= What is expected =
After reading the records, print them all again exactly as they stand.

= Data section =
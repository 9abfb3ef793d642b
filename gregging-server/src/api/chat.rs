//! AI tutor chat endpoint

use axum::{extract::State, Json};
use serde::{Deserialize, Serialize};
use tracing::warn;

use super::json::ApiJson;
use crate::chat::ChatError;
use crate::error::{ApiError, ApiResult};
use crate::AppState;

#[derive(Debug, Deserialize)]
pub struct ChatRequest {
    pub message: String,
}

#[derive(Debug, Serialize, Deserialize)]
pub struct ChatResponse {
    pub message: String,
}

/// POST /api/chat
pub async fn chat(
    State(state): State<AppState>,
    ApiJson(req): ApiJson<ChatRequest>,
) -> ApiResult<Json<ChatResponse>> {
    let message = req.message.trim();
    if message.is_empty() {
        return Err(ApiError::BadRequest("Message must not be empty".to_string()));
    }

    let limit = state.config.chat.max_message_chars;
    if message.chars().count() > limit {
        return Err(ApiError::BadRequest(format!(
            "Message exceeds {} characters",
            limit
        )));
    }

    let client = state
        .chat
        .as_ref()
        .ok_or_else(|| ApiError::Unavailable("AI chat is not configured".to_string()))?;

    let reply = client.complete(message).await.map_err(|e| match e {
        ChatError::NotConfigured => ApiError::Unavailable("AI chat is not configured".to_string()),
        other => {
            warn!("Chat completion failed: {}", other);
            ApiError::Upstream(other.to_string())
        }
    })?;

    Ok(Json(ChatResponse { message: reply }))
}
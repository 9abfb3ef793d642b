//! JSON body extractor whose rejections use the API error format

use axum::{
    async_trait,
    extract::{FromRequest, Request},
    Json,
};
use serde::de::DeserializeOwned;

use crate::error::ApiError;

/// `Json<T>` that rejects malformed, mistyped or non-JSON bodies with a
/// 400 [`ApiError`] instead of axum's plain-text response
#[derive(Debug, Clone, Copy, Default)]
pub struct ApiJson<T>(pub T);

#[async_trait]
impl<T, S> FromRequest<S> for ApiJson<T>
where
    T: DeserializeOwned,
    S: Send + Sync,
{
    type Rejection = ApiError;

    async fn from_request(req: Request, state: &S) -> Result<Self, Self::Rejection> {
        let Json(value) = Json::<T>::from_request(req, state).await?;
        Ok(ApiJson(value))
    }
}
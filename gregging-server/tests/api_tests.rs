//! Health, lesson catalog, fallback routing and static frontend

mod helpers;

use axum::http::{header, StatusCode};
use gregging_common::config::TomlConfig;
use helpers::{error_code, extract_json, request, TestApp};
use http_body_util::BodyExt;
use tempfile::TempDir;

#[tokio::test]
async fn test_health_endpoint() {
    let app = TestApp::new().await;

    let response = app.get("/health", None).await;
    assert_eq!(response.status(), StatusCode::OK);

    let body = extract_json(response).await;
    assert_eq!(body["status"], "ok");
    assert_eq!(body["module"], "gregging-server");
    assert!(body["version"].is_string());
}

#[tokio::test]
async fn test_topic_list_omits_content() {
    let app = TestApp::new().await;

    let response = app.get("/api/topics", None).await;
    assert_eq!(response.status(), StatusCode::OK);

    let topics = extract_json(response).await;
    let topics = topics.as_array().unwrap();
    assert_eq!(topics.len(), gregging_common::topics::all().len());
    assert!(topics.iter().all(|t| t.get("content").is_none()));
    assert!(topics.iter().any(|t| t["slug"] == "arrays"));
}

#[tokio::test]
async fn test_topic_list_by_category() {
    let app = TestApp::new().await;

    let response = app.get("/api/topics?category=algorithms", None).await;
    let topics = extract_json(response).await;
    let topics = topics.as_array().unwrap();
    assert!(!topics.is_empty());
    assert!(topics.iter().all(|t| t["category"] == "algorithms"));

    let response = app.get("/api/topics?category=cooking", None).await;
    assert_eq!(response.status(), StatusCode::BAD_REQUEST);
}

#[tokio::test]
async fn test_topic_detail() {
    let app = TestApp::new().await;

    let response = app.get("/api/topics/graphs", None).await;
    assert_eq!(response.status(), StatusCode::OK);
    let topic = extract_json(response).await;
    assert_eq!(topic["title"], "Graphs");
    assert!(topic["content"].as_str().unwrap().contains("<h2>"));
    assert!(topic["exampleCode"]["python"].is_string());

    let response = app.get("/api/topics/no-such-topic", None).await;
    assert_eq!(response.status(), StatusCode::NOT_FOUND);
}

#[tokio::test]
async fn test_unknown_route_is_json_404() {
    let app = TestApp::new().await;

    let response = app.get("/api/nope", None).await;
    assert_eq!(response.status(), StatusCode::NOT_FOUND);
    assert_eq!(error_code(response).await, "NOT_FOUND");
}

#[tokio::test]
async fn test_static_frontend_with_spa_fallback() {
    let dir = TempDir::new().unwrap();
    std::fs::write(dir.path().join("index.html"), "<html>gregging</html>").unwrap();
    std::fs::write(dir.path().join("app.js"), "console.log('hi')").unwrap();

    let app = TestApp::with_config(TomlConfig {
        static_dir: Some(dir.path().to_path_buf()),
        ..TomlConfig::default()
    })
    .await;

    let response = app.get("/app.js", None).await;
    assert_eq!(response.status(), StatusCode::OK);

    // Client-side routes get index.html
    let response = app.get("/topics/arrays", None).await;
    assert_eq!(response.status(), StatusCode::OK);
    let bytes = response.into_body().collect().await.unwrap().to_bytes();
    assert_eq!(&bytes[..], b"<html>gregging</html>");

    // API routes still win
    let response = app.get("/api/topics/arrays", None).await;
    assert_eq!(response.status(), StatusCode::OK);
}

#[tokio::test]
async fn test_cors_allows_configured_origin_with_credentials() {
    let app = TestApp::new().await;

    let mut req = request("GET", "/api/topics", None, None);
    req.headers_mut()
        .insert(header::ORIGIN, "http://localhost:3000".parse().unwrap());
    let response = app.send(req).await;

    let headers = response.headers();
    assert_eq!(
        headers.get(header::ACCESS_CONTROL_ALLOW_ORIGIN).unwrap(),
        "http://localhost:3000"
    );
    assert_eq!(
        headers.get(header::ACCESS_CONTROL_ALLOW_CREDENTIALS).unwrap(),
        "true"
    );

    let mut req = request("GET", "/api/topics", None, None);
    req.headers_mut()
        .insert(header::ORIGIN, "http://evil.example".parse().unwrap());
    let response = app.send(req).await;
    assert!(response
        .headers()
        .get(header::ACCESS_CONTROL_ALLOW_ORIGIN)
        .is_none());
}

= Worked solution =
repository 9abfb3ef793d642b
filename gregging-server/src/api/chat.rs
//! AI tutor chat endpoint

use axum::{extract::State, Json};
use serde::{Deserialize, Serialize};
use tracing::warn;

use super::json::ApiJson;
use crate::chat::ChatError;
use crate::error::{ApiError, ApiResult};
use crate::AppState;

#[derive(Debug, Deserialize)]
pub struct ChatRequest {
    pub message: String,
}

#[derive(Debug, Serialize, Deserialize)]
pub struct ChatResponse {
    pub message: String,
}

/// POST /api/chat
pub async fn chat(
    State(state): State<AppState>,
    ApiJson(req): ApiJson<ChatRequest>,
) -> ApiResult<Json<ChatResponse>> {
    let message = req.message.trim();
    if message.is_empty() {
        return Err(ApiError::BadRequest("Message must not be empty".to_string()));
    }

    let limit = state.config.chat.max_message_chars;
    if message.chars().count() > limit {
        return Err(ApiError::BadRequest(format!(
            "Message exceeds {} characters",
            limit
        )));
    }

    let client = state
        .chat
        .as_ref()
        .ok_or_else(|| ApiError::Unavailable("AI chat is not configured".to_string()))?;

    let reply = client.complete(message).await.map_err(|e| match e {
        ChatError::NotConfigured => ApiError::Unavailable("AI chat is not configured".to_string()),
        other => {
            warn!("Chat completion failed: {}", other);
            ApiError::Upstream(other.to_string())
        }
    })?;

    Ok(Json(ChatResponse { message: reply }))
}
repository 9abfb3ef793d642b
//! JSON body extractor whose rejections use the API error format

use axum::{
    async_trait,
    extract::{FromRequest, Request},
    Json,
};
use serde::de::DeserializeOwned;

use crate::error::ApiError;

/// `Json<T>` that rejects malformed, mistyped or non-JSON bodies with a
/// 400 [`ApiError`] instead of axum's plain-text response
#[derive(Debug, Clone, Copy, Default)]
pub struct ApiJson<T>(pub T);

#[async_trait]
impl<T, S> FromRequest<S> for ApiJson<T>
where
    T: DeserializeOwned,
    S: Send + Sync,
{
    type Rejection = ApiError;

    async fn from_request(req: Request, state: &S) -> Result<Self, Self::Rejection> {
        let Json(value) = Json::<T>::from_request(req, state).await?;
        Ok(ApiJson(value))
    }
}
filename gregging-server/tests/api_tests.rs
//! Health, lesson catalog, fallback routing and static frontend

mod helpers;

use axum::http::{header, StatusCode};
use gregging_common::config::TomlConfig;
use helpers::{error_code, extract_json, request, TestApp};
use http_body_util::BodyExt;
use tempfile::TempDir;

#[tokio::test]
async fn test_health_endpoint() {
    let app = TestApp::new().await;

    let response = app.get("/health", None).await;
    assert_eq!(response.status(), StatusCode::OK);

    let body = extract_json(response).await;
    assert_eq!(body["status"], "ok");
    assert_eq!(body["module"], "gregging-server");
    assert!(body["version"].is_string());
}

#[tokio::test]
async fn test_topic_list_omits_content() {
    let app = TestApp::new().await;

    let response = app.get("/api/topics", None).await;
    assert_eq!(response.status(), StatusCode::OK);

    let topics = extract_json(response).await;
    let topics = topics.as_array().unwrap();
    assert_eq!(topics.len(), gregging_common::topics::all().len());
    assert!(topics.iter().all(|t| t.get("content").is_none()));
    assert!(topics.iter().any(|t| t["slug"] == "arrays"));
}

#[tokio::test]
async fn test_topic_list_by_category() {
    let app = TestApp::new().await;

    let response = app.get("/api/topics?category=algorithms", None).await;
    let topics = extract_json(response).await;
    let topics = topics.as_array().unwrap();
    assert!(!topics.is_empty());
    assert!(topics.iter().all(|t| t["category"] == "algorithms"));

    let response = app.get("/api/topics?category=cooking", None).await;
    assert_eq!(response.status(), StatusCode::BAD_REQUEST);
}

#[tokio::test]
async fn test_topic_detail() {
    let app = TestApp::new().await;

    let response = app.get("/api/topics/graphs", None).await;
    assert_eq!(response.status(), StatusCode::OK);
    let topic = extract_json(response).await;
    assert_eq!(topic["title"], "Graphs");
    assert!(topic["content"].as_str().unwrap().contains("<h2>"));
    assert!(topic["exampleCode"]["python"].is_string());

    let response = app.get("/api/topics/no-such-topic", None).await;
    assert_eq!(response.status(), StatusCode::NOT_FOUND);
}

#[tokio::test]
async fn test_unknown_route_is_json_404() {
    let app = TestApp::new().await;

    let response = app.get("/api/nope", None).await;
    assert_eq!(response.status(), StatusCode::NOT_FOUND);
    assert_eq!(error_code(response).await, "NOT_FOUND");
}

#[tokio::test]
async fn test_static_frontend_with_spa_fallback() {
    let dir = TempDir::new().unwrap();
    std::fs::write(dir.path().join("index.html"), "<html>gregging</html>").unwrap();
    std::fs::write(dir.path().join("app.js"), "console.log('hi')").unwrap();

    let app = TestApp::with_config(TomlConfig {
        static_dir: Some(dir.path().to_path_buf()),
        ..TomlConfig::default()
    })
    .await;

    let response = app.get("/app.js", None).await;
    assert_eq!(response.status(), StatusCode::OK);

    // Client-side routes get index.html
    let response = app.get("/topics/arrays", None).await;
    assert_eq!(response.status(), StatusCode::OK);
    let bytes = response.into_body().collect().await.unwrap().to_bytes();
    assert_eq!(&bytes[..], b"<html>gregging</html>");

    // API routes still win
    let response = app.get("/api/topics/arrays", None).await;
    assert_eq!(response.status(), StatusCode::OK);
}

#[tokio::test]
async fn test_cors_allows_configured_origin_with_credentials() {
    let app = TestApp::new().await;

    let mut req = request("GET", "/api/topics", None, None);
    req.headers_mut()
        .insert(header::ORIGIN, "http://localhost:3000".parse().unwrap());
    let response = app.send(req).await;

    let headers = response.headers();
    assert_eq!(
        headers.get(header::ACCESS_CONTROL_ALLOW_ORIGIN).unwrap(),
        "http://localhost:3000"
    );
    assert_eq!(
        headers.get(header::ACCESS_CONTROL_ALLOW_CREDENTIALS).unwrap(),
        "true"
    );

    let mut req = request("GET", "/api/topics", None, None);
    req.headers_mut()
        .insert(header::ORIGIN, "http://evil.example".parse().unwrap());
    let response = app.send(req).await;
    assert!(response
        .headers()
        .get(header::ACCESS_CONTROL_ALLOW_ORIGIN)
        .is_none());
}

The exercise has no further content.